“A dor é a única emoção que não carece de máscara.” (Caio Fernando Abreu)
Nesta última quinzena, o Brasil comprovou o acúmulo de máscaras tombadas ao chão. Isso, ao depararmos com a conjugação insensata de duas crises seriíssimas. A crise política, patrocinada pelo Presidente da República, teve início com a substituição do presidente da Petrobras porque teimou em seguir o correto: o protocolo de todos os países do mundo em relação aos preços internacionais de combustíveis. Resultado: Bolsonaro fez mais um gol contra a economia, favorecendo o populismo eleitoral para 2022 — o que fez atingir a desconfiança do mercado e a de quem ele mesmo chamou “Poste da Petrobras”, o ministro Guedes.
O crescendo de erros culminou dias depois, com a demissão do presidente do Banco do Brasil, ou seja, Bolsonaro até parece que quer remontar o governo à sua maneira. Isso, depois de declarar, na campanha, que nada entendia de economia. As supostas competência e sabedoria de Bolsonaro nos fazem gemer de dor e de angústias por comprovar o País descendo a ladeira.
A última inconveniência do Presidente foram duas: o absurdo e o despudor de sugerir o abandono de máscaras, o que centenas de organizações sanitárias do mundo estão a protestar, e a má vontade do Ministério da Saúde em liberar aos estados a compra direta de vacinas, venham de onde vier (desde que avalizadas pelos órgãos de controle). Afinal, vivemos em emergência pelo agravamento da pandemia que provoca angústia e ansiedade, que a população brasileira experimenta dia a dia na carne.
Quando me refiro, nesta crônica, a máscaras, antes mesmo das necessárias máscaras higiênicas contra a pandemia, acode-me, de imediato, a utilização poética que se pode dar a elas, cuja culminância sempre adentrou o carnaval a partir de tempos medievos, ou seja, os bailes mascarados de Veneza.
Os folguedos no Brasil privilegiaram músicas sobre máscaras desde sempre. Ocorrem-me, agorinha mesmo, duas preferidas minhas, não nego, e que cabem como paráfrase em ambas as crises a que me refiro, a político-moral e a pandêmico-hospitalar.

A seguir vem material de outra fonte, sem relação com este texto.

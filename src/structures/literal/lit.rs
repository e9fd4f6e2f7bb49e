/*!
Literals as handed to clients of a context.

A [Lit] pairs a [CLiteral] with the [tag](crate::context::ContextTag) of the context which allocated the atom of the literal.
Contexts reject literals carrying a tag other than their own, so a literal from one context can't silently refer to an unrelated atom of another.

The exceptions are [Lit::TRUE] and [Lit::FALSE], which carry the [universal](crate::context::ContextTag::UNIVERSAL) tag and are accepted by every context.

```rust
# use burrow_sat::structures::literal::Lit;
assert_eq!(-Lit::TRUE, Lit::FALSE);
assert!(Lit::FALSE.is_constant());
assert!(!Lit::FALSE.polarity());
```
*/

use crate::{
    context::ContextTag,
    structures::{
        atom::{Atom, TOP_ATOM},
        literal::{CLiteral, Literal},
    },
};

/// A literal of some context.
#[derive(Clone, Copy, Debug, PartialEq, Eq, Hash, PartialOrd, Ord)]
pub struct Lit {
    tag: ContextTag,
    literal: CLiteral,
}

impl Lit {
    /// The literal which is true on every valuation, of every context.
    pub const TRUE: Lit = Lit {
        tag: ContextTag::UNIVERSAL,
        literal: CLiteral::fresh(TOP_ATOM, true),
    };

    /// The literal which is false on every valuation, of every context.
    pub const FALSE: Lit = Lit {
        tag: ContextTag::UNIVERSAL,
        literal: CLiteral::fresh(TOP_ATOM, false),
    };

    pub(crate) fn new(tag: ContextTag, literal: CLiteral) -> Self {
        Lit { tag, literal }
    }

    /// The negation of the literal.
    pub fn negate(&self) -> Self {
        Lit {
            tag: self.tag,
            literal: self.literal.negate(),
        }
    }

    /// The atom of the literal, relative to the context which allocated it.
    pub fn atom(&self) -> Atom {
        self.literal.atom()
    }

    /// The polarity of the literal.
    pub fn polarity(&self) -> bool {
        self.literal.polarity()
    }

    /// Whether the literal is [TRUE](Lit::TRUE) or [FALSE](Lit::FALSE).
    pub fn is_constant(&self) -> bool {
        self.tag == ContextTag::UNIVERSAL
    }

    /// The tag of the context the literal belongs to.
    pub fn tag(&self) -> ContextTag {
        self.tag
    }

    pub(crate) fn canonical(&self) -> CLiteral {
        self.literal
    }
}

impl std::ops::Neg for Lit {
    type Output = Self;

    fn neg(self) -> Self::Output {
        self.negate()
    }
}

impl std::fmt::Display for Lit {
    fn fmt(&self, f: &mut std::fmt::Formatter) -> std::fmt::Result {
        match (self.is_constant(), self.polarity()) {
            (true, true) => write!(f, "⊤"),
            (true, false) => write!(f, "⊥"),
            (false, _) => write!(f, "{}", self.literal),
        }
    }
}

Quando acompanhava perplexo esses disparates, surpreendi-me a cantarolar o samba de Luiz Antônio — “Máscara da Face”, sucesso do carnaval de 58 pela voz de Dircinha Batista: “Deixou, deixou, deixou/Deixou cair a máscara da face/Mostrou, mostrou, mostrou por fim/Que nunca teve classe.” Como dizia o poeta Orestes Barbosa, “Sua máscara um dia vai cair/Afinal toda cobra troca de pele”.
Regalado pela minha própria cantoria para tipificar a insatisfação do procedimento pessoal do Presidente, acrescentei uma das minhas melodias de coração, cantarolando a “Noite dos Mascarados”, obra primicial de Chico Buarque. O verso inicial indagava sobre “Quem nunca teve classe”. O dueto buarquiano pergunta: “Quem é você/Adivinha se gosta de mim/Hoje os dois mascarados/Procuram seus namorados/Perguntando assim,/Quem é você/Diga logo, que quero saber seu jogo…”. O beneficiário do jogo estaria claro como água e não seria senão quem tivesse a caneta para nomear quem lhe aprouvesse e fazer qualquer coisa que lhe batesse à cabeça transversa.
Aliás, sobre isso, dois outros poetas cunharam pensamentos oportunos. Ledo Ivo, impositivo, declarou que “Na vida precisamos usar máscara/Pois ninguém nos reconheceria de rosto nu”. Enquanto Octávio Paz se sentia prisioneiro da hipocrisia: “Estamos condenados a inventar uma máscara, e descobrir depois que ela será nosso rosto verdadeiro…”
Enquanto a crise política continua a geminar, a epidemia cresce. Por isso, valho-me de dois versos ainda do Chico: “Eu quero morrer no seu bloco/Eu quero me arder no seu fogo”. Claro que me refiro à carapuça dupla: a do morrer no bloco dos que se arriscam sem máscaras pelas ruas e a do arder no fogo dos leitos insuficientes e mal equipados.
Entendi uma verdade com amargura: essa população que se expõe sem pudor em festas e até em bailes de centenas de pessoas de 3ª idade se converte em insanidade, podendo condenar os velhinhos trêfegos às portas de hospitais lotados.
Resumo minha solidariedade aos infectados com a frase profética de Caio Fernando Abreu: “A dor é a única emoção que não carece de máscara.”
Ricardo Cravo Albin é jornalista, historiador, pesquisador musical e criador do Dicionário Cravo Albin da Música Popular Brasileira, que tem mais de sete mil verbetes e referência na área musical.